● REQUIRED ACTION
Check every line in the records below for the word "blocks" and report how many have it, nothing more.

Stored data entries

* * * * * * * * *

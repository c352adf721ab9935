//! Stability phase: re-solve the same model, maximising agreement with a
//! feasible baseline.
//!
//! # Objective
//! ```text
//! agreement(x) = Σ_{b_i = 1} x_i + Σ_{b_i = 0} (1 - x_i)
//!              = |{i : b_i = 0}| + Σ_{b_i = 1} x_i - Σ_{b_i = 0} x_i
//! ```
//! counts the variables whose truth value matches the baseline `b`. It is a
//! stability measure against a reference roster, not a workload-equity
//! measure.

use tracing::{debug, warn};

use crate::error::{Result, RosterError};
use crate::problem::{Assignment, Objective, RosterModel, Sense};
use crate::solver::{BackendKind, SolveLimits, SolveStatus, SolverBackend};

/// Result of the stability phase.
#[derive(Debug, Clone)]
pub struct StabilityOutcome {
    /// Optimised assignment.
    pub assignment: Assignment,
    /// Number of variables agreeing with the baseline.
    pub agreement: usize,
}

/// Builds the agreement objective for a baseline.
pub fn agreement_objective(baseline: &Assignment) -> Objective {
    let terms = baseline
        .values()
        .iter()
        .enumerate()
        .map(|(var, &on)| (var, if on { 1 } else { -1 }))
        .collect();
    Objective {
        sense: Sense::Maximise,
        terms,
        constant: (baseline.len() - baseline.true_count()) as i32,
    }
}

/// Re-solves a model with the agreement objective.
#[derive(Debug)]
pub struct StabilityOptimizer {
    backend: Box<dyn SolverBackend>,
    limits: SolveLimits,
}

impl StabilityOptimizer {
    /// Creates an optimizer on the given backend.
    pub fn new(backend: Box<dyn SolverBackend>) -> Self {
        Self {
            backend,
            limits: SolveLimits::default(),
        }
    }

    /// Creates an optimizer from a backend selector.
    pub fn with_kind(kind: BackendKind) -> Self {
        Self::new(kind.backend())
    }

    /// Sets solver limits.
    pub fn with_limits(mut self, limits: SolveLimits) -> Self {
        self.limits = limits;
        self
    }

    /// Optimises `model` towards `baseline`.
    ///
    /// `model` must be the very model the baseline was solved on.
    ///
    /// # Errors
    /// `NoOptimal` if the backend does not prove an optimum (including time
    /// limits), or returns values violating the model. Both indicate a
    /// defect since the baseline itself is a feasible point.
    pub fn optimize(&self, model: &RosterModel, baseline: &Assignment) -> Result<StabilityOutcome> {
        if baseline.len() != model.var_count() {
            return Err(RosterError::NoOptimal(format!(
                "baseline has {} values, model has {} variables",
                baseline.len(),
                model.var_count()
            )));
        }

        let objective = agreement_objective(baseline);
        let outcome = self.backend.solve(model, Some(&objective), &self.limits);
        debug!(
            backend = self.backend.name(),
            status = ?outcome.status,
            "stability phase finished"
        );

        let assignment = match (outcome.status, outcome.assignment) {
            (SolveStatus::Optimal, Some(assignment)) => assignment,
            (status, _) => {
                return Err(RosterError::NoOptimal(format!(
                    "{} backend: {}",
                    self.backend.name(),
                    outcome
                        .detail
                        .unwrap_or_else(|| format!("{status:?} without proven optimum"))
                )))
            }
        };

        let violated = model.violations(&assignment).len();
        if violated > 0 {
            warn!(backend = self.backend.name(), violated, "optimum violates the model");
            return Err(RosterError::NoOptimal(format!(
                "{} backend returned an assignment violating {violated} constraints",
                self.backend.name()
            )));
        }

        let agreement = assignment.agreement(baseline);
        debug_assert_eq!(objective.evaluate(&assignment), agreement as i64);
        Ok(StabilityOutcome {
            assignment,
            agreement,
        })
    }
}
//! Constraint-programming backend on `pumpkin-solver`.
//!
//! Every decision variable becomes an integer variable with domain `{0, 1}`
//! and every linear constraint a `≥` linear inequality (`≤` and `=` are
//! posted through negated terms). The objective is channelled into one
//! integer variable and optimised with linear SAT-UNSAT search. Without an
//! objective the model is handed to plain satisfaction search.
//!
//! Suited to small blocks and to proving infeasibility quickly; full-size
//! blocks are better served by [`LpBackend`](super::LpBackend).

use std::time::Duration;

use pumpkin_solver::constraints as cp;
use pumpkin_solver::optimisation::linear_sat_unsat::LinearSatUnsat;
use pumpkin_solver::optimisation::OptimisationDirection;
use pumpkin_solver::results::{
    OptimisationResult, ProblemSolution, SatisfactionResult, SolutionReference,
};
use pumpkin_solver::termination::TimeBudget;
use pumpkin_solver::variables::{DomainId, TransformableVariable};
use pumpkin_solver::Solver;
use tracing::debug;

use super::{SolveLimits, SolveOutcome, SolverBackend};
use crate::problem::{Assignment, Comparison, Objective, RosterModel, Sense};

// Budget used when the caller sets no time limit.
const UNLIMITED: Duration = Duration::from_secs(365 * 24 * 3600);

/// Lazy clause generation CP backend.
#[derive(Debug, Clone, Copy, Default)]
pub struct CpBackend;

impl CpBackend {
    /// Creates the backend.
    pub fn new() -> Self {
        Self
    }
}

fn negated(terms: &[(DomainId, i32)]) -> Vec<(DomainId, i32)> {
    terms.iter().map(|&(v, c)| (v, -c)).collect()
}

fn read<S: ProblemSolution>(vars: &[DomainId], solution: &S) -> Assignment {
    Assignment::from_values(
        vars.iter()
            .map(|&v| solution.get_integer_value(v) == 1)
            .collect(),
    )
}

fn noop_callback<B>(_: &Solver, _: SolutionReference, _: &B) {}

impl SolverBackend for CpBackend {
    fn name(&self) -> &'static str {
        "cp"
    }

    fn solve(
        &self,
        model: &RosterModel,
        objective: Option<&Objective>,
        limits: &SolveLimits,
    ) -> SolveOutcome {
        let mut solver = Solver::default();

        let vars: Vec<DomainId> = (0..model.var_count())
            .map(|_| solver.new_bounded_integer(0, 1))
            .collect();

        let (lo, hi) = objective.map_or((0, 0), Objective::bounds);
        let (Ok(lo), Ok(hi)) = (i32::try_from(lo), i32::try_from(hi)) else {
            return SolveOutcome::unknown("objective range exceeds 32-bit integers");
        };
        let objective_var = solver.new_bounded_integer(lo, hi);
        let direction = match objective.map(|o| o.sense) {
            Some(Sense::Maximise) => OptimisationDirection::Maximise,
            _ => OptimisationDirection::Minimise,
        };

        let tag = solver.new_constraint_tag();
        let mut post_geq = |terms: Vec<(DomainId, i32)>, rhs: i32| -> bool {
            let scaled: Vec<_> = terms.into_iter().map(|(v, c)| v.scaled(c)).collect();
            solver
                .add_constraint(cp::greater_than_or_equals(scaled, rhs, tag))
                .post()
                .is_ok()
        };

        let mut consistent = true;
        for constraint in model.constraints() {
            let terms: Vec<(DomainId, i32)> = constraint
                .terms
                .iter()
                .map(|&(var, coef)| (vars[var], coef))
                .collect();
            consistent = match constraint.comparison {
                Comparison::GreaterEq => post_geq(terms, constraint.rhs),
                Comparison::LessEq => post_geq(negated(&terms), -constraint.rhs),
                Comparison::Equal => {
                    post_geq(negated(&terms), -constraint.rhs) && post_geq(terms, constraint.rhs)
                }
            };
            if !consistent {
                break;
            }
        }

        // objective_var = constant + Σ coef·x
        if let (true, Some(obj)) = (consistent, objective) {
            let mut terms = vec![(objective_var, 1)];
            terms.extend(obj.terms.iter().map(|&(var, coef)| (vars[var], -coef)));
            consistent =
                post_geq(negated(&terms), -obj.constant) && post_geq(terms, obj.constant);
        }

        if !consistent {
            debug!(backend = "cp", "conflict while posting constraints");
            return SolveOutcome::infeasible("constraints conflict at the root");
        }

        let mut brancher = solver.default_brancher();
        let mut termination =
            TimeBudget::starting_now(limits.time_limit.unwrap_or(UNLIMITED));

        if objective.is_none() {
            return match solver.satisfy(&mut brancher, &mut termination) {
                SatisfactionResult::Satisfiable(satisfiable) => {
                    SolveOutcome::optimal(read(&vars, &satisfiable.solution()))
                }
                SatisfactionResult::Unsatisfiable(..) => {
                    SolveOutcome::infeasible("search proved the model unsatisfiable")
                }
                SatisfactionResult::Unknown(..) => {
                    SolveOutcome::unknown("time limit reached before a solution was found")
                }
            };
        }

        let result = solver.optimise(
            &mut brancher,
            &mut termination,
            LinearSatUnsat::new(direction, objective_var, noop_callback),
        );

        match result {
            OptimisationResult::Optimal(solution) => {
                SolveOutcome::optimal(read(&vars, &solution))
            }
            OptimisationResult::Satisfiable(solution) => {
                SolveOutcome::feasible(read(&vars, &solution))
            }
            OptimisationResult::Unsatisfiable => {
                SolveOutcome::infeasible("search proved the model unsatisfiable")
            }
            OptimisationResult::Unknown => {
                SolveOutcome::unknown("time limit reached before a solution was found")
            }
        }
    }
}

* * * * * * * * *

● RESULT OF THIS EXERCISE
2